Julie's Jabber - This week with London LDWA


Julie's Jabber - This week with London LDWA
https://ldwa.org.uk/lgt/new/logos/london.png

London LDWA

For me the best thing about being an author is typing The End on a manuscript and the worst is the realisation almost immediately afterwards that now I have to find another saleable idea for the next book. So I've started work on a thriller set in the last days of  Queen Victoria's reign. One of the characters is an eccentric and prolific inventor of items that meet with varying degrees of ridicule and disaster, like bicycles designed to be pedalled along rivers and flying machines that deposited their owners in Epping Forest from great heights. In fact there was one in my own family, though in his case he did strike the jackpot with the widget that made the pneumatic tyre workable. His name was Charles Kingston Welch and I believe there are some photos and bits of blurb about him in the British Museum, if they haven't been ripped out and replaced with a child-friendly interactive display of spaceships.
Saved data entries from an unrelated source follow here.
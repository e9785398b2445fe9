#![allow(dead_code)]

use std::{
    fs,
    path::{Path, PathBuf},
};

use anyhow::Result;
use squasher::{
    commands::{SquashOptions, WriteOptions},
    config::{AppConfig, Config},
    resolver::ModuleResolver,
};
use tempfile::TempDir;

pub const MIGRATION_HEADER: &str = "from django.db import migrations, models\n\n\n";

/// A throwaway project with one migrations package per app.
pub struct Project {
    pub dir: TempDir,
    apps: Vec<String>,
}

impl Project {
    pub fn new() -> Result<Self> {
        Ok(Self {
            dir: TempDir::new()?,
            apps: Vec::new(),
        })
    }

    pub fn root(&self) -> &Path {
        self.dir.path()
    }

    pub fn migrations_dir(&self, app: &str) -> PathBuf {
        self.root().join(app).join("migrations")
    }

    /// Writes `app/migrations/<name>.py`, registering the app on first use.
    pub fn migration(&mut self, app: &str, name: &str, source: &str) -> Result<&mut Self> {
        let directory = self.migrations_dir(app);
        if !self.apps.iter().any(|known| known == app) {
            fs::create_dir_all(&directory)?;
            fs::write(self.root().join(app).join("__init__.py"), "")?;
            fs::write(directory.join("__init__.py"), "")?;
            self.apps.push(app.to_owned());
        }
        fs::write(directory.join(format!("{name}.py")), source)?;
        Ok(self)
    }

    pub fn changes(&self, json: &str) -> Result<PathBuf> {
        let path = self.root().join("changes.json");
        fs::write(&path, json)?;
        Ok(path)
    }

    pub fn resolver(&self) -> ModuleResolver {
        let mut config = Config {
            project_root: self.root().to_path_buf(),
            virtualenv: Some(self.root().join(".venv")),
            ..Config::default()
        };
        for app in &self.apps {
            config.apps.insert(
                app.clone(),
                AppConfig {
                    migrations: self.migrations_dir(app),
                    module: None,
                },
            );
        }
        ModuleResolver::new(config)
    }

    pub fn write_options(&self, dry_run: bool, verbosity: u8) -> WriteOptions {
        WriteOptions {
            dry_run,
            verbosity,
            include_header: false,
            base_dir: self.root().to_path_buf(),
        }
    }

    pub fn squash_options(&self, changes: PathBuf, ignore_apps: &[&str]) -> SquashOptions {
        SquashOptions {
            changes,
            only: Vec::new(),
            ignore_apps: ignore_apps.iter().map(|app| (*app).to_owned()).collect(),
            squashed_name: None,
            write: self.write_options(false, 0),
        }
    }

    /// Sorted file names in an app's migrations directory.
    pub fn files(&self, app: &str) -> Result<Vec<String>> {
        let mut names = Vec::new();
        for entry in fs::read_dir(self.migrations_dir(app))? {
            names.push(entry?.file_name().to_string_lossy().into_owned());
        }
        names.sort();
        Ok(names)
    }

    pub fn read(&self, app: &str, name: &str) -> Result<String> {
        Ok(fs::read_to_string(self.migrations_dir(app).join(format!("{name}.py")))?)
    }
}

/// A migration module with the given dependency tuples and operations.
pub fn migration_source(initial: bool, dependencies: &[(&str, &str)], operations: &[&str]) -> String {
    let mut source = MIGRATION_HEADER.to_owned();
    source.push_str("class Migration(migrations.Migration):\n");
    if initial {
        source.push_str("    initial = True\n\n");
    }
    source.push_str("    dependencies = [\n");
    for (app, name) in dependencies {
        source.push_str(&format!("        ('{app}', '{name}'),\n"));
    }
    source.push_str("    ]\n\n    operations = [\n");
    for operation in operations {
        source.push_str(&format!("        {operation},\n"));
    }
    source.push_str("    ]\n");
    source
}

pub const CREATE_PERSON: &str =
    "migrations.CreateModel(name='Person', fields=[('id', models.AutoField(primary_key=True))])";

/// A changes document proposing one initial node per app, each creating
/// `Person` and depending on the given pairs.
pub fn initial_changes(apps: &[(&str, &[(&str, &str)])]) -> String {
    let mut changes = Vec::new();
    for (app, dependencies) in apps {
        let dependencies: Vec<String> = dependencies
            .iter()
            .map(|(dep_app, name)| format!("[\"{dep_app}\", \"{name}\"]"))
            .collect();
        changes.push(format!(
            "\"{app}\": [{{\"name\": \"0001_initial\", \"initial\": true, \"dependencies\": [{}], \"imports\": [\"from django.db import migrations, models\"], \"operations\": [\"{CREATE_PERSON}\"]}}]",
            dependencies.join(", ")
        ));
    }
    let apps_with_models: Vec<String> = apps.iter().map(|(app, _)| format!("\"{app}\"")).collect();
    format!(
        "{{\"apps_with_models\": [{}], \"changes\": {{{}}}}}",
        apps_with_models.join(", "),
        changes.join(", ")
    )
}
Uncle King registered patents for loads of other objects, all now consigned to the oubliette of time, but he missed a trick. Why couldn't he have invented a  sort of bicycle bell for walkers? With the current push in London to get people out of their cars, Greenwich Council is dedicatedly cordoning off large parts of the road and blocking streets. The result is that swathes of people are now making journeys on foot which is, of course, an excellent development. The downside is that if you're an LDWA type you walk faster than everyone else. I now frequently find myself seething  at being held up by bumblers, waddlers, amblers and strollers. If anyone can come up with a lightweight, easily attached bell fhat could politely indicate they need to move aside, I'd buy one like a shot.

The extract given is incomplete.